What you have to do »
Check each line below for "until" and give the count of those that have it, nothing else.

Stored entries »
--
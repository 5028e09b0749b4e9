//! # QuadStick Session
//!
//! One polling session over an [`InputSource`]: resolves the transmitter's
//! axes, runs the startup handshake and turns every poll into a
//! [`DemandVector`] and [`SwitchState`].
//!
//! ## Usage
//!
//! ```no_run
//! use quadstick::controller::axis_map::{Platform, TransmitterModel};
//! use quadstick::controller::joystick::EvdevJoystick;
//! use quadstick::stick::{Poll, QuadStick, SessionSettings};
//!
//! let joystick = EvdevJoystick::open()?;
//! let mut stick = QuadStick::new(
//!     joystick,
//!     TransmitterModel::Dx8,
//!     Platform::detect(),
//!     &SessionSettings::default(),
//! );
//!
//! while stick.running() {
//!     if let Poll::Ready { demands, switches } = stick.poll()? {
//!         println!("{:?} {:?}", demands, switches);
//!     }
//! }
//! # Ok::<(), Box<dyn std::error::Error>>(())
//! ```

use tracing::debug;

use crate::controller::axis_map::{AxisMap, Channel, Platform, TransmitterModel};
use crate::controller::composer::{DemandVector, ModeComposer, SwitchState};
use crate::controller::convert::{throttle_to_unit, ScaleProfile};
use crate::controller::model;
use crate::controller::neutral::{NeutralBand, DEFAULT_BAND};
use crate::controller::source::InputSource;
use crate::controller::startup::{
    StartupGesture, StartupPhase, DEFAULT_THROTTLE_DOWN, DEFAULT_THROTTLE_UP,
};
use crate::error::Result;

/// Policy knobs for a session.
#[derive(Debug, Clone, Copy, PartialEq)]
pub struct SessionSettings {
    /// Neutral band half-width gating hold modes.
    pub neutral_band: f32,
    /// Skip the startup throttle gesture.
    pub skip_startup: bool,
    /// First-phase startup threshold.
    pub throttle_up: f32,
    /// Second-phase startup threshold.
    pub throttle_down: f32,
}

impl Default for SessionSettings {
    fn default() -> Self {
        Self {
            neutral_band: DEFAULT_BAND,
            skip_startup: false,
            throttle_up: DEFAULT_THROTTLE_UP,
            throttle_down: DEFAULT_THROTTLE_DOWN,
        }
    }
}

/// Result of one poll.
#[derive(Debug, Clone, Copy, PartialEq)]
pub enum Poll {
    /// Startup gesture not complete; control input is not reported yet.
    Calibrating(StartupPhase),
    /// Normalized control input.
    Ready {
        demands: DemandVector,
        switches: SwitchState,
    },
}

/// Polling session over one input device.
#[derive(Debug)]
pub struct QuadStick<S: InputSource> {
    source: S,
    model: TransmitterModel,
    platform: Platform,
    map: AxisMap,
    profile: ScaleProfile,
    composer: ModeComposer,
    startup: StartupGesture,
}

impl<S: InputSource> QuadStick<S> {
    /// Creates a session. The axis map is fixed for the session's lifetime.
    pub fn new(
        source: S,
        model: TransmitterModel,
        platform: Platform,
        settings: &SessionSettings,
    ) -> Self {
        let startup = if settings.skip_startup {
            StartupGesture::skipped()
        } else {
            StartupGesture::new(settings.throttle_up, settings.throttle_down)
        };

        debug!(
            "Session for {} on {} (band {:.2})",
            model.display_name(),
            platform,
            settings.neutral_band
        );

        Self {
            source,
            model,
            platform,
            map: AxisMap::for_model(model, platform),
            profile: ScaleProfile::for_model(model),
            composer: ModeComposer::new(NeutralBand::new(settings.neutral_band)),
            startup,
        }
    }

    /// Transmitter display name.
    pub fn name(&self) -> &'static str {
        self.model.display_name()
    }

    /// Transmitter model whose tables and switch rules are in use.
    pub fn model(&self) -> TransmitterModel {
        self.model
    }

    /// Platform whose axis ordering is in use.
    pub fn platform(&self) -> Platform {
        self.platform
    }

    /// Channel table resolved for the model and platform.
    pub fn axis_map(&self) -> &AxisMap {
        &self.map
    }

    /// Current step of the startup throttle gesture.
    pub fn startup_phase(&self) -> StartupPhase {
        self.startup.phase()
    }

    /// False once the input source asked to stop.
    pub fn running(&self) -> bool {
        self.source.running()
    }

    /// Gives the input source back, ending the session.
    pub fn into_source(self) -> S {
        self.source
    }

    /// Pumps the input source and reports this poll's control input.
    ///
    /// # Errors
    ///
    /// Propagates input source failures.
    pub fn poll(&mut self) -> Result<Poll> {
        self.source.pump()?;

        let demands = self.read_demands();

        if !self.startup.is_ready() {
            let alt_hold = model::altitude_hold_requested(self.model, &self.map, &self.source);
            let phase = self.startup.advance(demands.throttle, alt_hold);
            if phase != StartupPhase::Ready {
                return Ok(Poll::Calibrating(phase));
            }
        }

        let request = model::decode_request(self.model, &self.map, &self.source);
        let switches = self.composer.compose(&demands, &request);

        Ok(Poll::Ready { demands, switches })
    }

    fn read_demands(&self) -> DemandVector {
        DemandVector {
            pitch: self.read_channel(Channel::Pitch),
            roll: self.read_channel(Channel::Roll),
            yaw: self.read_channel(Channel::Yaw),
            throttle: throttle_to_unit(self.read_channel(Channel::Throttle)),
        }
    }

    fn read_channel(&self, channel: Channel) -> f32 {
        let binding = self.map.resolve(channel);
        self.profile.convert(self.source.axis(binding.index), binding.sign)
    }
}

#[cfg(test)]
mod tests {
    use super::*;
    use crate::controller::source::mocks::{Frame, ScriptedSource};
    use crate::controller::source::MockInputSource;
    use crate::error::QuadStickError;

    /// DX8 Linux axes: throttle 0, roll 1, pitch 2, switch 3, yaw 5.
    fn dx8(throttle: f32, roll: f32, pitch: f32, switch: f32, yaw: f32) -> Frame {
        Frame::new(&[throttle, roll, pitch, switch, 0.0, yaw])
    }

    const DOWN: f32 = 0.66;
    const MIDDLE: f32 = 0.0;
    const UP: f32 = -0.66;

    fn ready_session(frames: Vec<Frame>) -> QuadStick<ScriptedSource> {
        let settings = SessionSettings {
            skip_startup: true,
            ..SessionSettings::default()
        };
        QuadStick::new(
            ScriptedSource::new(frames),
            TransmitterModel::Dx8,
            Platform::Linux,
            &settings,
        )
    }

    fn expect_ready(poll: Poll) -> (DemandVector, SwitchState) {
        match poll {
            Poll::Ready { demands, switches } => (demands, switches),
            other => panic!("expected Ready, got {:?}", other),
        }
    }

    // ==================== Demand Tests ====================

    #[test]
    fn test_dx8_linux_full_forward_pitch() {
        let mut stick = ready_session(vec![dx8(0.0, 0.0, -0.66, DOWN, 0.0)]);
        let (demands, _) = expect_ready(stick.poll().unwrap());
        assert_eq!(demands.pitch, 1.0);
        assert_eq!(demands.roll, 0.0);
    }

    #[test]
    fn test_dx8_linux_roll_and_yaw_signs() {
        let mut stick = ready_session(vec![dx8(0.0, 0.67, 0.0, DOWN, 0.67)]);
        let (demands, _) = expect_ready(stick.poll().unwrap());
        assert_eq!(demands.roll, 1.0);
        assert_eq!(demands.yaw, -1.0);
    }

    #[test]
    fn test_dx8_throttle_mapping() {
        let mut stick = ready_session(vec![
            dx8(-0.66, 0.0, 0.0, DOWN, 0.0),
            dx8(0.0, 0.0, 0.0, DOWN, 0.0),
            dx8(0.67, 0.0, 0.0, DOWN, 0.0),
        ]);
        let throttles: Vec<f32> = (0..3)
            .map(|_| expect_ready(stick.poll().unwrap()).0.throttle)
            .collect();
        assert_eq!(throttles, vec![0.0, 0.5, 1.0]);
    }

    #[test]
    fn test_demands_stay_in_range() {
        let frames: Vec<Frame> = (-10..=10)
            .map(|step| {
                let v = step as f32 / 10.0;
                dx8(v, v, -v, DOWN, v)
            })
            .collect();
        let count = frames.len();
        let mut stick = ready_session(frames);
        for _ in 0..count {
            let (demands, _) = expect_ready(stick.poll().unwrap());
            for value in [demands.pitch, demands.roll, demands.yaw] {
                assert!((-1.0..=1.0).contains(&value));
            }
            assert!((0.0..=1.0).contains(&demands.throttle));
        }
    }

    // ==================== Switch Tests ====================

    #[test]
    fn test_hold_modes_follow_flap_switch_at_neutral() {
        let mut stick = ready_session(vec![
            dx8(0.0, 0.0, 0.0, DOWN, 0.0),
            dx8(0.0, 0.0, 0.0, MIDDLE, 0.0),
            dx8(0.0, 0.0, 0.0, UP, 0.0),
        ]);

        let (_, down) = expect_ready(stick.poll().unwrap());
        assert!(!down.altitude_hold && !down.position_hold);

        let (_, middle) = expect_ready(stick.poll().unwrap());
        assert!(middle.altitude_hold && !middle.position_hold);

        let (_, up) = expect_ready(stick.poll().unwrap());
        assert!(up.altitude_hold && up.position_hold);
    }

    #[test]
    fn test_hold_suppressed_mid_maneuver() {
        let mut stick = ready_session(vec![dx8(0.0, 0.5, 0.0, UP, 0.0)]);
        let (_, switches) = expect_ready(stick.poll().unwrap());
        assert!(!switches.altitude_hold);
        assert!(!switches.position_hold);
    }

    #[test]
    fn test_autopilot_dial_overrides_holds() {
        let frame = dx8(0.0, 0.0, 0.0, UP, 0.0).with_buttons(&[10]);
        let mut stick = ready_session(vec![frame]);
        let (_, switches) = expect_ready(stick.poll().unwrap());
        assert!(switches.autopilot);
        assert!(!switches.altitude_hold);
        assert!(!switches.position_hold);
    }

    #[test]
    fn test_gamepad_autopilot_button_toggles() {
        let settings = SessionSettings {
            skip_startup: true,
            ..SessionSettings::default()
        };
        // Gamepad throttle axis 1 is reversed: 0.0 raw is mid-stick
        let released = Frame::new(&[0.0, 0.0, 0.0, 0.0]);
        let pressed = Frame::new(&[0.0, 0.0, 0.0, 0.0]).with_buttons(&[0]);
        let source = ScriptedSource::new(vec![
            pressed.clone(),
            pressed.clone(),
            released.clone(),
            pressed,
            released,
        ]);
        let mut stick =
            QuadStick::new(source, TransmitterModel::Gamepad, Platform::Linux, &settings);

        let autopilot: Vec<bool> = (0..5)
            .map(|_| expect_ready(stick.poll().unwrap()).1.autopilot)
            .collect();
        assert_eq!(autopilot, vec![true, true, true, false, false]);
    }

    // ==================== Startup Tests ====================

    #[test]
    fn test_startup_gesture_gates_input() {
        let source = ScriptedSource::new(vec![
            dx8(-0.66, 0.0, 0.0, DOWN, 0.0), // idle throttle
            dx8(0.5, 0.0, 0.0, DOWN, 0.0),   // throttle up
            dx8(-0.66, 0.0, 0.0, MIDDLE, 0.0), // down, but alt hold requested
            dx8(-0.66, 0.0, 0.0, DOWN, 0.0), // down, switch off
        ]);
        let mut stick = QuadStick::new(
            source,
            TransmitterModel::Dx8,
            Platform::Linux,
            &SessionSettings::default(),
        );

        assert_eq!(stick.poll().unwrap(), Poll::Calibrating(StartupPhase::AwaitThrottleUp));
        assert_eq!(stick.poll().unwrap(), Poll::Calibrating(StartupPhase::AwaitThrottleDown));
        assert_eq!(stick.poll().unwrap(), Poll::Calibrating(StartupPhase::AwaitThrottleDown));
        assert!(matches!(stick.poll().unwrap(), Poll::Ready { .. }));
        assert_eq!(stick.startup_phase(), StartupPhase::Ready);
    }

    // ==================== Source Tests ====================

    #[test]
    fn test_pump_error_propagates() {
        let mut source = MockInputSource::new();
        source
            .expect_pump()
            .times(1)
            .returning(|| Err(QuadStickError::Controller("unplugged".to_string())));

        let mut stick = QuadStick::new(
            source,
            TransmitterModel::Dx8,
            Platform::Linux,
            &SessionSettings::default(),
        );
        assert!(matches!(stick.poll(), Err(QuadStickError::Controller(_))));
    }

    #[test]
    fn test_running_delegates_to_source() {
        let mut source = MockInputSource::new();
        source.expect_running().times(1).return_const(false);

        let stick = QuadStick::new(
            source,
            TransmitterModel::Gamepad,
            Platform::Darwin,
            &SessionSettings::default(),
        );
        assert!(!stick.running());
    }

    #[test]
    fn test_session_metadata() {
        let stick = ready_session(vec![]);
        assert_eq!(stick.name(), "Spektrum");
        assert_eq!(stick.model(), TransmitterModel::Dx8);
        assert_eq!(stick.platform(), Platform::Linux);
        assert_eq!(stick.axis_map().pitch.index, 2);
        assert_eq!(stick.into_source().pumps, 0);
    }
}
--
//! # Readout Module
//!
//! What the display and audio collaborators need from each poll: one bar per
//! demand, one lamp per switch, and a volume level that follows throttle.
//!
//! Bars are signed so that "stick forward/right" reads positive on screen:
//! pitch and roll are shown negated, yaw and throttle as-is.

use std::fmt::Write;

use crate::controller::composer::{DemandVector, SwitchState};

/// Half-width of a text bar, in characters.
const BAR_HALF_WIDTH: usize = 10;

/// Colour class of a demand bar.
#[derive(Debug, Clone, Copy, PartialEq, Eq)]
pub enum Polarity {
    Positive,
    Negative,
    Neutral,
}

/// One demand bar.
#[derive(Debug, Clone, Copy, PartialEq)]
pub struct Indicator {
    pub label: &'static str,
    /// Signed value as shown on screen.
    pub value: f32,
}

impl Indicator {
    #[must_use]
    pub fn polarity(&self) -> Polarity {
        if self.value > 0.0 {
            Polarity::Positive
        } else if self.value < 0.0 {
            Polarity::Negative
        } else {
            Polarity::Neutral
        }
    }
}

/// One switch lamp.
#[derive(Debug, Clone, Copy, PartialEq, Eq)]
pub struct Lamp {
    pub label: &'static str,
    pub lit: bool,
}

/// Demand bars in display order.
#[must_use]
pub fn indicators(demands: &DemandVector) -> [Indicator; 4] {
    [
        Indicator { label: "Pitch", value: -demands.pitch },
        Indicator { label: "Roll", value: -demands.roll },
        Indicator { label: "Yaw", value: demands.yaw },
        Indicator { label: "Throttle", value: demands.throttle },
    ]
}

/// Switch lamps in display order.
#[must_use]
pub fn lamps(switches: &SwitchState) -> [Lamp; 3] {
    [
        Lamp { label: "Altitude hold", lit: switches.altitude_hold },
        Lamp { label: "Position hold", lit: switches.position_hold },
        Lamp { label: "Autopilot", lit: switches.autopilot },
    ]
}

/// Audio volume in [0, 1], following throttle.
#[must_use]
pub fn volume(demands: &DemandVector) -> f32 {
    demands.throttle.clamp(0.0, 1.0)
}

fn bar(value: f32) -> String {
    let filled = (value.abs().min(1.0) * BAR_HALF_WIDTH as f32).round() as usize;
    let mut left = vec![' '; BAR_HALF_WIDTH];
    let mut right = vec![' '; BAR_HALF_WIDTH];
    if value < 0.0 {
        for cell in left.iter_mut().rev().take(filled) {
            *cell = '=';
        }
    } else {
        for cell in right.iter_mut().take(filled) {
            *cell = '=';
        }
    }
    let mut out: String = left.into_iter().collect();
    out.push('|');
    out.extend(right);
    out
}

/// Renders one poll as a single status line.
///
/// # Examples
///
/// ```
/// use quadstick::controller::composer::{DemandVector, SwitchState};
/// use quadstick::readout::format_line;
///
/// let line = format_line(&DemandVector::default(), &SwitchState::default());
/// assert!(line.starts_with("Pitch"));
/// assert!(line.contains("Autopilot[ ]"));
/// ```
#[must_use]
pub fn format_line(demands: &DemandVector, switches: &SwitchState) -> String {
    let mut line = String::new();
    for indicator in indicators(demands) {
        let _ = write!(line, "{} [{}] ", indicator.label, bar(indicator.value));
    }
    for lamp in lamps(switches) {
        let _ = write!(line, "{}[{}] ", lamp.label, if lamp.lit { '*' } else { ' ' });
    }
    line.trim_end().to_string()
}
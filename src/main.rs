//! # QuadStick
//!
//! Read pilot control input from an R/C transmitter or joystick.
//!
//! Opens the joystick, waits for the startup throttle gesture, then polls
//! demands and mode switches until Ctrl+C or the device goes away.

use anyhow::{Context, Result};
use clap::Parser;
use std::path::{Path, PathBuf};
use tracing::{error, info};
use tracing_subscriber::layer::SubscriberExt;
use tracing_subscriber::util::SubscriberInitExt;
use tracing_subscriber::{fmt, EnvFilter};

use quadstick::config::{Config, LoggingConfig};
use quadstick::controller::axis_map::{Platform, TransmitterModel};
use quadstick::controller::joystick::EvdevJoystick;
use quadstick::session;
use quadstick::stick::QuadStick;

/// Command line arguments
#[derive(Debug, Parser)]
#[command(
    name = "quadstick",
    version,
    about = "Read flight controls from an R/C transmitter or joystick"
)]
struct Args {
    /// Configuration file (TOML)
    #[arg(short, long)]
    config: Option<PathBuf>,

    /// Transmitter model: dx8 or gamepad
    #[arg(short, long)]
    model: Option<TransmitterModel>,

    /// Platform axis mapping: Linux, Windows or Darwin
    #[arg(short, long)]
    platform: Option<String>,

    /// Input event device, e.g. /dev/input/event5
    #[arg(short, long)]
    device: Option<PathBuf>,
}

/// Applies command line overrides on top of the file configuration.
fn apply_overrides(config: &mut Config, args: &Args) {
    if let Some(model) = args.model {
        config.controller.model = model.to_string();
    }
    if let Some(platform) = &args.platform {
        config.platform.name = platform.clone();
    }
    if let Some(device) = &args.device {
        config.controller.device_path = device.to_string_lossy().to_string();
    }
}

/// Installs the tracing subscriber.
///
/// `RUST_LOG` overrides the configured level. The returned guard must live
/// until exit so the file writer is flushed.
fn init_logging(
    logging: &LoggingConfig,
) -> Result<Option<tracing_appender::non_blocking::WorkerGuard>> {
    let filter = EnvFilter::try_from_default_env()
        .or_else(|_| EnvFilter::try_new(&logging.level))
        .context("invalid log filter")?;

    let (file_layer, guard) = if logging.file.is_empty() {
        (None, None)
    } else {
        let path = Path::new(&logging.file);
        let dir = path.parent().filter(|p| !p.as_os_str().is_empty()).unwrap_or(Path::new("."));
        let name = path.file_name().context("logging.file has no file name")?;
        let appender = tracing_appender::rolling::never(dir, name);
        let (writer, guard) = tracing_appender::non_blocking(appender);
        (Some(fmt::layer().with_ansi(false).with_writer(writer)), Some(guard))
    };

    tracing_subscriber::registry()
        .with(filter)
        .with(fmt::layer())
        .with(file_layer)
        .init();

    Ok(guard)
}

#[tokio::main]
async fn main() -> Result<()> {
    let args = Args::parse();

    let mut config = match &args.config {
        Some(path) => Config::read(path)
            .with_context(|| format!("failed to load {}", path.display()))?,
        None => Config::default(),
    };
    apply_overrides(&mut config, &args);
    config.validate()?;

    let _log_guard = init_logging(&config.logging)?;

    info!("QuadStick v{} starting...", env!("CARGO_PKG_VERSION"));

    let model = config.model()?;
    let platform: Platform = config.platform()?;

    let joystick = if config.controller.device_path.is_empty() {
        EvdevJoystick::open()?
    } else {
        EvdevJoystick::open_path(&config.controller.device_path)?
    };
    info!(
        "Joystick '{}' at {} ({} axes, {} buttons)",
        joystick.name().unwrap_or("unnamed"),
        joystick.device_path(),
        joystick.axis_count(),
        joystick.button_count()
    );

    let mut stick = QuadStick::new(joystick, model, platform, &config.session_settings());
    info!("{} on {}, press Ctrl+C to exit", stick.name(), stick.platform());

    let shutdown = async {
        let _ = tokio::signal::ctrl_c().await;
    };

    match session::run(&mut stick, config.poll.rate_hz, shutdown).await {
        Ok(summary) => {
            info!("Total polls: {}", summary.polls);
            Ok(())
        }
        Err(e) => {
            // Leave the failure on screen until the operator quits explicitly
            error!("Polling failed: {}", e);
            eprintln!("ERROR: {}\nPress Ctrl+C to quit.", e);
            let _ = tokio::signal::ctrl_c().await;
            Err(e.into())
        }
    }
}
--
Written answer »
3